CHAPTER 3: CAN THE SUPPLY OF NATURAL RESOURCES – ESPECIALLY ENERGY – REALLY BE INFINITE? YES!
A professor giving a lecture on energy declares that the world will perish in seven billion years’ time because the sun will
then burn out. One of the audience becomes very agitated, asks the professor to repeat what he said, and then, completely
reassured, heaves a sign of relief, “Phew! I thought he said seven million years!”‘ (Sauvy, 1976, p. 251)
[My economic analyses rest on] some principles which are uncommon, and which may seem too refined and subtile for such vulgar
subjects. If false, let them be rejected. But no one ought to enter a prejudice against them, merely because they are out of
the common road.
David Hume, Essays, 1777 (1987), p. 255.
Chapter 2 showed that natural resources, properly defined, cannot be measured. Here I draw the logical conclusion: Natural
resources are not finite. Yes, you read correctly. This chapter shows that the supply of natural resources is not finite in
any economic sense, one reason why their cost can continue to fall indefinitely.
On the face of it, even to inquire whether natural resources are finite seems like nonsense. Everyone “knows” that resources
are finite. And this belief has led many persons to draw unfounded, far-reaching conclusions about the future of our world
economy and civilization. A prominent example is the Limits to Growth group, who open the preface to their 1974 book as
follows.
Most people acknowledge that the earth is finite…. Policy makers generally assume that growth will provide them tomorrow
with the resources required to deal with today’s problems. Recently, however, concern about the consequences of population
growth, increased environmental pollution, and the depletion of fossil fuels has cast doubt upon the belief that continuous
growth is either possible or a panacea.
(Note the rhetorical device embedded in the term “acknowledge” in the first sentence of the quotation. It suggests that the
statement is a fact, and that anyone who does not “acknowledge” it is simply refusing to accept or admit it.) For many
writers on the subject, the inevitable depletion of natural resources is simply not open to question. A political scientist
discussing the relationship of resources to national security refers to “the incontrovertible fact that many crucial
resources are nonrenewable.” A high government energy official says that views that “the world’s oil reserves…are
sufficient to meet the worlds’ needs” are “fatuities.” The idea that resources are finite in supply is so pervasive and
influential that the President’s 1972 Commission on Population Growth and the American Future (the most recent such report)

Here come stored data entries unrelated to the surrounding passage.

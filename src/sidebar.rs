//! The navigation shown next to every page: recent posts, monthly archives,
//! categories and tags.

use std::collections::BTreeMap;

use chrono::Datelike;

use crate::store::Store;
use crate::url::{Result, Urls};
use crate::view::Link;

/// A navigation link with the number of posts behind it.
#[derive(Clone, Debug, PartialEq)]
pub struct Counted {
    pub link: Link,
    pub count: usize,
}

/// A month that has posts.
#[derive(Clone, Debug, PartialEq)]
pub struct ArchiveMonth {
    pub year: i32,
    pub month: u32,
    pub count: usize,
    pub url: url::Url,
}

#[derive(Clone, Debug, Default, PartialEq)]
pub struct Sidebar {
    pub recent_posts: Vec<Link>,

    /// Newest month first.
    pub archives: Vec<ArchiveMonth>,
    pub categories: Vec<Counted>,
    pub tags: Vec<Counted>,
}

impl Sidebar {
    /// Collects the sidebar from `store`, listing at most `recent` recent
    /// posts. Categories and tags without posts are left out.
    pub fn collect<S: Store + ?Sized>(store: &S, urls: &Urls, recent: usize) -> Result<Sidebar> {
        let posts = store.posts();

        let recent_posts = posts
            .iter()
            .take(recent)
            .map(|p| {
                Ok(Link {
                    name: p.title.clone(),
                    url: urls.post(p.id)?,
                })
            })
            .collect::<Result<Vec<Link>>>()?;

        let mut months: BTreeMap<(i32, u32), usize> = BTreeMap::new();
        for post in posts {
            let key = (post.created_time.year(), post.created_time.month());
            *months.entry(key).or_default() += 1;
        }
        let archives = months
            .into_iter()
            .rev()
            .map(|((year, month), count)| {
                Ok(ArchiveMonth {
                    year,
                    month,
                    count,
                    url: urls.archive(year, month)?,
                })
            })
            .collect::<Result<Vec<ArchiveMonth>>>()?;

        let mut categories = Vec::new();
        for category in store.categories() {
            let count = posts.iter().filter(|p| p.category == *category).count();
            if count > 0 {
                categories.push(Counted {
                    link: Link {
                        name: category.name.clone(),
                        url: urls.category(&category.slug)?,
                    },
                    count,
                });
            }
        }

        let mut tags = Vec::new();
        for tag in store.tags() {
            let count = posts.iter().filter(|p| p.tags.contains(tag)).count();
            if count > 0 {
                tags.push(Counted {
                    link: Link {
                        name: tag.name.clone(),
                        url: urls.tag(&tag.slug)?,
                    },
                    count,
                });
            }
        }

        Ok(Sidebar {
            recent_posts,
            archives,
            categories,
            tags,
        })
    }
}

#[cfg(test)]
mod test {
    use super::*;
    use crate::store::test::fixture;
    use url::Url;

    #[test]
    fn test_collect() -> std::result::Result<(), Box<dyn std::error::Error>> {
        let store = fixture()?;
        let urls = Urls::new(Url::parse("https://example.org/")?);
        let sidebar = Sidebar::collect(&store, &urls, 2)?;

        let recent: Vec<&str> = sidebar.recent_posts.iter().map(|l| l.name.as_str()).collect();
        assert_eq!(vec!["Windows and Ellipses", "Tagging Posts"], recent);

        let months: Vec<(i32, u32, usize)> = sidebar
            .archives
            .iter()
            .map(|a| (a.year, a.month, a.count))
            .collect();
        assert_eq!(vec![(2017, 6, 1), (2017, 5, 2), (2016, 12, 1)], months);

        let categories: Vec<(&str, usize)> = sidebar
            .categories
            .iter()
            .map(|c| (c.link.name.as_str(), c.count))
            .collect();
        assert_eq!(vec![("Notes", 1), ("Rust", 3)], categories);
        Ok(())
    }
}
//! The library code for the `quire` blog engine. Serving a page is a linear
//! pipeline with explicit inputs and outputs at each stage:
//!
//! 1. Fetching the posts a request asks for from a [`store::Store`], narrowed
//!    by a [`query::PostFilter`] (category, tag, month or search terms)
//! 2. Selecting the requested page of them ([`pagination::Paginator`])
//! 3. Computing the [`pagination::PaginationWindow`], the page links shown
//!    around the current page
//! 4. Assembling a plain context record ([`view`]) and applying the theme's
//!    template to it ([`render`])
//!
//! Serving a single post follows the same shape; recording the view is an
//! explicit [`store::Store::increase_views`] command issued by
//! [`view::detail`] after the post was found, never a side effect of reading
//! it.
//!
//! Posts are markdown files with YAML frontmatter ([`parser`]), loaded into a
//! [`store::MemoryStore`] together with comments and author profiles.

#![cfg_attr(feature = "fail-on-warnings", deny(warnings))]

pub mod config;
pub mod markdown;
pub mod pagination;
pub mod parser;
pub mod post;
pub mod query;
pub mod render;
pub mod sidebar;
pub mod store;
pub mod tag;
pub mod url;
pub mod value;
pub mod view;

based its policy recommendations squarely upon this assumption. Right at its beginning the report asked,
What does this nation stand for and where is it going? At some point in the future, the finite earth will not satisfactorily
accommodate more human beings – nor will the United States…. It is both proper and in our best interest to participate
fully in the worldwide search for the good life, which must include the eventual stabilization of our numbers.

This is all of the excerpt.